### PROBLEM STATEMENT
Because the lines must stay identical, write out the data without changing anything.

*** Opening DATA FOR PROCESSING ***

//! # CPU State and Execution
//!
//! This module contains the CPU struct and the fetch-decode-execute step.
//!
//! ## CPU State
//!
//! The CPU maintains:
//! - **Registers**: A, X, Y, PC, SP and the status flags (see [`Registers`])
//! - **Run state**: running, waiting after `WAI`, or stopped after `STP`
//! - **Cycle counter**: u64 monotonically increasing cycle count
//!
//! ## Execution Model
//!
//! - `step()`: Execute one instruction, or report that the CPU is halted
//! - `run_for_cycles()`: Execute until a cycle budget is exhausted
//!
//! Operand bytes are consumed while resolving the addressing mode, so by the
//! time an instruction runs PC already points at the next opcode.

use log::{debug, trace, warn};

use crate::addressing::{Access, AddressingMode, Operand};
use crate::instructions;
use crate::opcodes::decode;
use crate::registers::{Registers, Status};
use crate::{ExecutionError, MemoryBus, RunState, StepOutcome, STACK_BASE};

/// W65C02S CPU state and execution context.
///
/// Generic over the memory implementation via the `MemoryBus` trait. Pass
/// `&mut memory` instead of `memory` to keep ownership on the caller side.
///
/// # Examples
///
/// ```
/// use lib65c02::{CPU, FlatMemory};
///
/// let cpu = CPU::new(FlatMemory::new());
///
/// assert_eq!(cpu.pc(), 0x0000);
/// assert_eq!(cpu.sp(), 0xFF);
/// assert_eq!(cpu.status(), 0b0010_0000);
/// assert_eq!(cpu.cycles(), 0);
/// ```
pub struct CPU<M: MemoryBus> {
    pub(crate) regs: Registers,

    pub(crate) state: RunState,

    /// Total CPU cycles executed
    pub(crate) cycles: u64,

    pub(crate) memory: M,
}
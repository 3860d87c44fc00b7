//! # Load and Store Instructions
//!
//! This module implements load and store operations:
//! - LDA: Load Accumulator
//! - LDX: Load X Register
//! - LDY: Load Y Register
//! - STA: Store Accumulator
//! - STX: Store X Register
//! - STY: Store Y Register
//! - STZ: Store Zero
//!
//! Loads update Z and N. Stores never touch flags.

use crate::addressing::Operand;
use crate::{ExecutionError, MemoryBus, CPU};

/// Executes the LDA (Load Accumulator) instruction.
///
/// # Flag Behavior
///
/// - Zero (Z): Set if A = 0
/// - Negative (N): Set if bit 7 of A is set
/// - Other flags: Not affected
pub(crate) fn execute_lda<M: MemoryBus>(
    cpu: &mut CPU<M>,
    operand: &Operand,
) -> Result<u32, ExecutionError> {
    let value = cpu.read_operand(operand)?;
    cpu.regs.load_a(value);
    Ok(0)
}

/// Executes the LDX (Load X Register) instruction.
pub(crate) fn execute_ldx<M: MemoryBus>(
    cpu: &mut CPU<M>,
    operand: &Operand,
) -> Result<u32, ExecutionError> {
    let value = cpu.read_operand(operand)?;
    cpu.regs.load_x(value);
    Ok(0)
}

/// Executes the LDY (Load Y Register) instruction.
pub(crate) fn execute_ldy<M: MemoryBus>(
    cpu: &mut CPU<M>,
    operand: &Operand,
) -> Result<u32, ExecutionError> {
    let value = cpu.read_operand(operand)?;
    cpu.regs.load_y(value);
    Ok(0)
}

/// Executes the STA (Store Accumulator) instruction.
pub(crate) fn execute_sta<M: MemoryBus>(
    cpu: &mut CPU<M>,
    operand: &Operand,
) -> Result<u32, ExecutionError> {
    let value = cpu.regs.a;
    cpu.write_operand(operand, value)?;
    Ok(0)
}

/// Executes the STX (Store X Register) instruction.
pub(crate) fn execute_stx<M: MemoryBus>(
    cpu: &mut CPU<M>,
    operand: &Operand,
) -> Result<u32, ExecutionError> {
    let value = cpu.regs.x;
    cpu.write_operand(operand, value)?;
    Ok(0)
}

/// Executes the STY (Store Y Register) instruction.
pub(crate) fn execute_sty<M: MemoryBus>(
    cpu: &mut CPU<M>,
    operand: &Operand,
) -> Result<u32, ExecutionError> {
    let value = cpu.regs.y;
    cpu.write_operand(operand, value)?;
    Ok(0)
}

/// Executes the STZ (Store Zero) instruction.
pub(crate) fn execute_stz<M: MemoryBus>(
    cpu: &mut CPU<M>,
    operand: &Operand,
) -> Result<u32, ExecutionError> {
    cpu.write_operand(operand, 0)?;
    Ok(0)
}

*** Closing DATA FOR PROCESSING ***

### RESULT FOR THIS TASK
//! # CPU State and Execution
//!
//! This module contains the CPU struct and the fetch-decode-execute step.
//!
//! ## CPU State
//!
//! The CPU maintains:
//! - **Registers**: A, X, Y, PC, SP and the status flags (see [`Registers`])
//! - **Run state**: running, waiting after `WAI`, or stopped after `STP`
//! - **Cycle counter**: u64 monotonically increasing cycle count
//!
//! ## Execution Model
//!
//! - `step()`: Execute one instruction, or report that the CPU is halted
//! - `run_for_cycles()`: Execute until a cycle budget is exhausted
//!
//! Operand bytes are consumed while resolving the addressing mode, so by the
//! time an instruction runs PC already points at the next opcode.

use log::{debug, trace, warn};

use crate::addressing::{Access, AddressingMode, Operand};
use crate::instructions;
use crate::opcodes::decode;
use crate::registers::{Registers, Status};
use crate::{ExecutionError, MemoryBus, RunState, StepOutcome, STACK_BASE};

/// W65C02S CPU state and execution context.
///
/// Generic over the memory implementation via the `MemoryBus` trait. Pass
/// `&mut memory` instead of `memory` to keep ownership on the caller side.
///
/// # Examples
///
/// ```
/// use lib65c02::{CPU, FlatMemory};
///
/// let cpu = CPU::new(FlatMemory::new());
///
/// assert_eq!(cpu.pc(), 0x0000);
/// assert_eq!(cpu.sp(), 0xFF);
/// assert_eq!(cpu.status(), 0b0010_0000);
/// assert_eq!(cpu.cycles(), 0);
/// ```
pub struct CPU<M: MemoryBus> {
    pub(crate) regs: Registers,

    pub(crate) state: RunState,

    /// Total CPU cycles executed
    pub(crate) cycles: u64,

    pub(crate) memory: M,
}
repository 3860d87c44fc00b7
//! # Load and Store Instructions
//!
//! This module implements load and store operations:
//! - LDA: Load Accumulator
//! - LDX: Load X Register
//! - LDY: Load Y Register
//! - STA: Store Accumulator
//! - STX: Store X Register
//! - STY: Store Y Register
//! - STZ: Store Zero
//!
//! Loads update Z and N. Stores never touch flags.

use crate::addressing::Operand;
use crate::{ExecutionError, MemoryBus, CPU};

/// Executes the LDA (Load Accumulator) instruction.
///
/// # Flag Behavior
///
/// - Zero (Z): Set if A = 0
/// - Negative (N): Set if bit 7 of A is set
/// - Other flags: Not affected
pub(crate) fn execute_lda<M: MemoryBus>(
    cpu: &mut CPU<M>,
    operand: &Operand,
) -> Result<u32, ExecutionError> {
    let value = cpu.read_operand(operand)?;
    cpu.regs.load_a(value);
    Ok(0)
}

/// Executes the LDX (Load X Register) instruction.
pub(crate) fn execute_ldx<M: MemoryBus>(
    cpu: &mut CPU<M>,
    operand: &Operand,
) -> Result<u32, ExecutionError> {
    let value = cpu.read_operand(operand)?;
    cpu.regs.load_x(value);
    Ok(0)
}

/// Executes the LDY (Load Y Register) instruction.
pub(crate) fn execute_ldy<M: MemoryBus>(
    cpu: &mut CPU<M>,
    operand: &Operand,
) -> Result<u32, ExecutionError> {
    let value = cpu.read_operand(operand)?;
    cpu.regs.load_y(value);
    Ok(0)
}

/// Executes the STA (Store Accumulator) instruction.
pub(crate) fn execute_sta<M: MemoryBus>(
    cpu: &mut CPU<M>,
    operand: &Operand,
) -> Result<u32, ExecutionError> {
    let value = cpu.regs.a;
    cpu.write_operand(operand, value)?;
    Ok(0)
}

/// Executes the STX (Store X Register) instruction.
pub(crate) fn execute_stx<M: MemoryBus>(
    cpu: &mut CPU<M>,
    operand: &Operand,
) -> Result<u32, ExecutionError> {
    let value = cpu.regs.x;
    cpu.write_operand(operand, value)?;
    Ok(0)
}

/// Executes the STY (Store Y Register) instruction.
pub(crate) fn execute_sty<M: MemoryBus>(
    cpu: &mut CPU<M>,
    operand: &Operand,
) -> Result<u32, ExecutionError> {
    let value = cpu.regs.y;
    cpu.write_operand(operand, value)?;
    Ok(0)
}

/// Executes the STZ (Store Zero) instruction.
pub(crate) fn execute_stz<M: MemoryBus>(
    cpu: &mut CPU<M>,
    operand: &Operand,
) -> Result<u32, ExecutionError> {
    cpu.write_operand(operand, 0)?;
    Ok(0)
}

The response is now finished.